Southern Schleswig (Südschleswig or Landesteil Schleswig, Sydslesvig; Söödslaswik) is the southern half of the former Duchy of Schleswig in Germany on the Jutland Peninsula. The geographical area today covers the large area between the Eider river in the south and the Flensburg Fjord in the north, where it borders Denmark. Northern Schleswig, congruent with the former South Jutland County, forms the southernmost part of Denmark. The area belonged to the Crown of Denmark until Prussia and Austria declared war on Denmark in 1864. Denmark wanted to give away the German-speaking Holsten and set the new border at the small river Ejderen. Prussian chancellor Otto von Bismarck concluded that this justified a war, and even proclaimed it a "holy war". He also turned to the Emperor of Austria, Franz Joseph I of Austria for help. A similar war in 1848 had gone poorly for the Prussians.
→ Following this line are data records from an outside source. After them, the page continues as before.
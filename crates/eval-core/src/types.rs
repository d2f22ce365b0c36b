use std::collections::HashMap;

use serde::de::{DeserializeOwned, Deserializer};
use serde::ser::{SerializeMap, Serializer};
use serde::{Deserialize, Serialize};
use serde_json::{Map, Value};
use tracing::{debug, warn};

/// One puzzle of the evaluation set. Only `id` and `answer` are needed for
/// judging; everything else is carried as raw metadata.
#[derive(Debug, Clone, Default, PartialEq, Serialize, Deserialize)]
pub struct Position {
    pub id: String,
    #[serde(default)]
    pub question: String,
    /// Ground-truth move in SAN, without check/mate suffix
    pub answer: String,
    /// `fen`, `rating`, `themes` and anything else a dataset carries
    #[serde(flatten)]
    pub metadata: Map<String, Value>,
}

impl Position {
    pub fn meta_str(&self, key: &str) -> Option<&str> {
        self.metadata.get(key).and_then(Value::as_str)
    }
}

#[derive(Debug, Clone, Default, PartialEq, Serialize, Deserialize)]
pub struct Usage {
    #[serde(default)]
    pub input_tokens: u64,
    #[serde(default)]
    pub output_tokens: u64,
    /// Cache counters and other provider fields
    #[serde(flatten)]
    pub extra: Map<String, Value>,
}

/// Graded outcome of a single prediction.
#[derive(Debug, Clone, PartialEq, Serialize, Deserialize)]
pub struct Judgment {
    /// Serialized as `null` when no move could be extracted
    pub model_answer: Option<String>,
    pub correct_answer: String,
    pub correct: bool,
    pub confidence: f64,
}

/// A model response to one position.
///
/// A typed field is `None` when the stored key is absent or does not have the
/// expected shape; in the latter case the raw value stays in `extra` under
/// its original key.
#[derive(Debug, Clone, Default, PartialEq, Serialize)]
pub struct Prediction {
    #[serde(skip_serializing_if = "Option::is_none")]
    pub model: Option<String>,
    #[serde(skip_serializing_if = "Option::is_none")]
    pub response: Option<String>,
    #[serde(skip_serializing_if = "Option::is_none")]
    pub usage: Option<Usage>,
    /// Fields written by other tools, kept verbatim
    #[serde(flatten)]
    pub extra: Map<String, Value>,
    #[serde(skip_serializing_if = "Option::is_none")]
    pub judge_response: Option<Judgment>,
}

/// Decode `key` out of `record` into `T`. On success the key is removed from
/// `record`; a null or mistyped value is left in place untouched.
fn take_field<T: DeserializeOwned>(id: &str, record: &mut Map<String, Value>, key: &str) -> Option<T> {
    let raw = record.get(key).filter(|v| !v.is_null())?;
    match T::deserialize(raw) {
        Ok(value) => {
            record.shift_remove(key);
            Some(value)
        }
        Err(e) => {
            warn!(id = %id, field = key, error = %e, "Unexpected field shape in prediction record, keeping it as is");
            None
        }
    }
}

impl Prediction {
    pub fn new(response: impl Into<String>) -> Self {
        Self {
            response: Some(response.into()),
            ..Default::default()
        }
    }

    /// Decode a stored record field by field. Only `response` feeds the
    /// judge: when it is missing or not a string the record is judged as an
    /// empty response. No stored key is ever dropped.
    pub fn from_value(id: &str, value: Value) -> Self {
        let mut record = match value {
            Value::Object(map) => map,
            other => {
                warn!(id = %id, kind = json_kind(&other), "Prediction record is not an object, treating as empty response");
                return Self::default();
            }
        };

        let response = take_field::<String>(id, &mut record, "response");
        if response.is_none() {
            debug!(id = %id, "No usable response in prediction record");
        }
        let model = take_field(id, &mut record, "model");
        let usage = take_field(id, &mut record, "usage");
        let judge_response = take_field(id, &mut record, "judge_response");

        Self {
            model,
            response,
            usage,
            extra: record,
            judge_response,
        }
    }

    /// Text handed to the parser; empty when the record has no usable response.
    pub fn response_text(&self) -> &str {
        self.response.as_deref().unwrap_or_default()
    }

    /// Returns a copy of this prediction carrying `judgment`. A stale
    /// `judge_response` of unexpected shape is replaced.
    pub fn with_judgment(&self, judgment: Judgment) -> Self {
        let mut judged = self.clone();
        judged.extra.shift_remove("judge_response");
        judged.judge_response = Some(judgment);
        judged
    }
}

fn json_kind(value: &Value) -> &'static str {
    match value {
        Value::Null => "null",
        Value::Bool(_) => "bool",
        Value::Number(_) => "number",
        Value::String(_) => "string",
        Value::Array(_) => "array",
        Value::Object(_) => "object",
    }
}

/// Ordered mapping of position id to prediction. Stored order survives a
/// load/write cycle.
#[derive(Debug, Clone, Default, PartialEq)]
pub struct PredictionSet {
    entries: Vec<(String, Prediction)>,
    index: HashMap<String, usize>,
}

impl PredictionSet {
    pub fn new() -> Self {
        Self::default()
    }

    pub fn len(&self) -> usize {
        self.entries.len()
    }

    pub fn is_empty(&self) -> bool {
        self.entries.is_empty()
    }

    pub fn contains(&self, id: &str) -> bool {
        self.index.contains_key(id)
    }

    pub fn get(&self, id: &str) -> Option<&Prediction> {
        self.index.get(id).map(|&i| &self.entries[i].1)
    }

    /// Insert or replace. A replaced entry keeps its original slot.
    pub fn insert(&mut self, id: String, prediction: Prediction) {
        match self.index.get(&id) {
            Some(&i) => self.entries[i].1 = prediction,
            None => {
                self.index.insert(id.clone(), self.entries.len());
                self.entries.push((id, prediction));
            }
        }
    }

    pub fn iter(&self) -> impl Iterator<Item = (&str, &Prediction)> {
        self.entries.iter().map(|(id, p)| (id.as_str(), p))
    }

    pub fn ids(&self) -> impl Iterator<Item = &str> {
        self.entries.iter().map(|(id, _)| id.as_str())
    }
}

impl FromIterator<(String, Prediction)> for PredictionSet {
    fn from_iter<I: IntoIterator<Item = (String, Prediction)>>(iter: I) -> Self {
        let mut set = PredictionSet::new();
        for (id, prediction) in iter {
            set.insert(id, prediction);
        }
        set
    }
}

impl Serialize for PredictionSet {
    fn serialize<S: Serializer>(&self, serializer: S) -> Result<S::Ok, S::Error> {
        let mut map = serializer.serialize_map(Some(self.entries.len()))?;
        for (id, prediction) in &self.entries {
            map.serialize_entry(id, prediction)?;
        }
        map.end()
    }
}

impl<'de> Deserialize<'de> for PredictionSet {
    fn deserialize<D: Deserializer<'de>>(deserializer: D) -> Result<Self, D::Error> {
        let raw = Map::<String, Value>::deserialize(deserializer)?;
        Ok(raw
            .into_iter()
            .map(|(id, value)| {
                let prediction = Prediction::from_value(&id, value);
                (id, prediction)
            })
            .collect())
    }
}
With Prussia's modern weapons and the help from both the Austrians and General Moltke, the Danish army was destroyed and forced to make a disorderly retreat. The Prussian-Danish border was then moved from the Elbe up in Jutland to the Kongeåen creek.

After the First World War, two referendums decided a new border.
The northern part reverted to Denmark as Nordslesvig (North Slesvig). But the middle and southern part, including Schleswig's only city, Flensburg, remained in Germany. In Denmark, the loss of Flensborg sparked a political crisis, Påskekrisen or the Easter Crisis of 1920. After the Second World War the area remained as German territory and, with Holstein, formed the new state of Schleswig-Holstein as a part of the Federal Republic of Germany (West Germany) in 1948.

==History==
The Schleswig lands north of the Eider river and the Bay of Kiel had been a fief of the Danish Crown since the Early Middle Ages. The southern Holstein region belonged to Francia and later to the Holy Roman Empire, but it was held as an imperial fief by the Danish kings since the 1460 Treaty of Ribe.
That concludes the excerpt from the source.